There are a number of other things we could do for each other and some our local hospital could start doing. Bringing in a familiar picture/photo from home, our bedside clock and perhaps a few other objects we see every day would help "de-sterilize" the hospital environment. Of course, if one of us were in an ICU we'd have to check what the rules are, but I'd push the envelope here.

Some hospitals have established senior units in their emergency departments, ICUs and wards. I can remember seeing a calendar with the day of the week, month and year during one of my postoperative stays in the past 13 years here (I've had a total knee replacement, two lower back surgeries and two cataracts removed). The JAMA article advocated a daily delirium check with diagnoses, evaluation and treatment detailed in the medical record.
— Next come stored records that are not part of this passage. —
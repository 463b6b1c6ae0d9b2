//! Configuration management for daybook.
//!
//! Settings live in a TOML file, by default
//! `<config_dir>/daybook/config.toml`. A missing file means defaults.
//!
//! ```toml
//! [timeline]
//! afternoon_start_hour = 12
//! evening_start_hour = 17
//! carry_over_days = 1
//! dedupe_events = true
//!
//! [store]
//! path = "/var/lib/daybook/daybook.db"
//! enforce_unique_instances = false
//! ```

use serde::{Deserialize, Serialize};
use std::path::{Path, PathBuf};
use tracing::debug;

use crate::error::{DaybookError, Result};
use crate::timeline::SectionBounds;

/// Longest carry-over window accepted, in days.
pub const MAX_CARRY_OVER_DAYS: u32 = 7;

/// Top-level configuration.
#[derive(Debug, Clone, Default, PartialEq, Serialize, Deserialize)]
#[serde(default)]
pub struct DaybookConfig {
    pub timeline: TimelineConfig,
    pub store: StoreConfig,
}

/// Timeline aggregation settings.
#[derive(Debug, Clone, PartialEq, Serialize, Deserialize)]
#[serde(default)]
pub struct TimelineConfig {
    /// First hour (0-23) of the afternoon section.
    pub afternoon_start_hour: u32,
    /// First hour (0-23) of the evening section.
    pub evening_start_hour: u32,
    /// How many days back to look for deferrals landing on the requested date.
    pub carry_over_days: u32,
    /// Drop calendar events sharing title and start time.
    pub dedupe_events: bool,
}

impl Default for TimelineConfig {
    fn default() -> Self {
        Self {
            afternoon_start_hour: 12,
            evening_start_hour: 17,
            carry_over_days: 1,
            dedupe_events: true,
        }
    }
}

impl TimelineConfig {
    #[must_use]
    pub fn section_bounds(&self) -> SectionBounds {
        SectionBounds::new(self.afternoon_start_hour, self.evening_start_hour)
    }
}

/// Store backend settings.
#[derive(Debug, Clone, Default, PartialEq, Serialize, Deserialize)]
#[serde(default)]
pub struct StoreConfig {
    /// SQLite database file. Defaults to `<data_dir>/daybook/daybook.db`.
    pub path: Option<PathBuf>,
    /// Add a unique index on (user, kind, entity, date).
    pub enforce_unique_instances: bool,
}

impl DaybookConfig {
    /// Load from `path`, falling back to defaults when the file is absent.
    pub fn load(path: &Path) -> Result<Self> {
        if !path.exists() {
            debug!(path = %path.display(), "No config file; using defaults");
            return Ok(Self::default());
        }
        let content = std::fs::read_to_string(path)?;
        Self::from_toml(&content).map_err(|e| match e {
            DaybookError::Toml(inner) => {
                DaybookError::config_with_path(inner.to_string(), path.to_path_buf())
            }
            other => other,
        })
    }

    /// Load from the default location.
    pub fn load_default() -> Result<Self> {
        match Self::default_path() {
            Some(path) => Self::load(&path),
            None => Ok(Self::default()),
        }
    }

    /// Parse and validate a TOML document.
    pub fn from_toml(content: &str) -> Result<Self> {
        let config: DaybookConfig = toml::from_str(content)?;
        config.validate()?;
        Ok(config)
    }

    /// `<config_dir>/daybook/config.toml`, if the platform has a config dir.
    pub fn default_path() -> Option<PathBuf> {
        dirs::config_dir().map(|dir| dir.join("daybook").join("config.toml"))
    }

    /// Database file to open.
    pub fn database_path(&self) -> PathBuf {
        self.store.path.clone().unwrap_or_else(|| {
            dirs::data_dir()
                .map(|dir| dir.join("daybook").join("daybook.db"))
                .unwrap_or_else(|| PathBuf::from("daybook.db"))
        })
    }

    /// Check value ranges and ordering.
    pub fn validate(&self) -> Result<()> {
        let t = &self.timeline;
        if t.afternoon_start_hour > 23 {
            return Err(DaybookError::invalid_config(
                "timeline.afternoon_start_hour",
                format!("{} is not an hour of the day", t.afternoon_start_hour),
            ));
        }
        if t.evening_start_hour > 23 {
            return Err(DaybookError::invalid_config(
                "timeline.evening_start_hour",
                format!("{} is not an hour of the day", t.evening_start_hour),
            ));
        }
        if t.evening_start_hour <= t.afternoon_start_hour {
            return Err(DaybookError::invalid_config(
                "timeline.evening_start_hour",
                format!(
                    "must be after afternoon_start_hour ({} <= {})",
                    t.evening_start_hour, t.afternoon_start_hour
                ),
            ));
        }
        if t.carry_over_days > MAX_CARRY_OVER_DAYS {
            return Err(DaybookError::invalid_config(
                "timeline.carry_over_days",
                format!("{} exceeds {}", t.carry_over_days, MAX_CARRY_OVER_DAYS),
            ));
        }
        Ok(())
    }
}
An intensive care setting can be disorienting with its machines, constant lighting and noise

Dimming the area's lights to maintain a "normal" day and night pattern can be helpful as can co-management of older patents by geriatrics specialists, intensivists or hospitalists, although, in my case, I'd like to see my primary care physician dropping by even if she had nothing to do with managing my care

A May 2012 publication online in Critical Care of a prospective controlled trial of the use of nighttime ear plugs by adult ICU patients showed promising results in a relatively small study. The most significant difference was in the percentage of patients who had an episode of mild confusion. The authors felt there was a correlation with improved sleep patterns.

Of the associated major risk factors: "advanced age" i.e., >70-75 years, preexisting dementia and functional disability, are crucial, but among surgical patents the procedure itself and the anesthesia used also play highly important roles (e.g., major heart and vascular procedures are far more likely to be associated with an episode of delirium than cataract surgery).

We've visited a number of older friends in medical settings in the last six months. In each case a spouse was omnipresent and we think we need to do the same for each other. We'll also be advocates for dimmer lights in the evening and maybe even try ear plugs.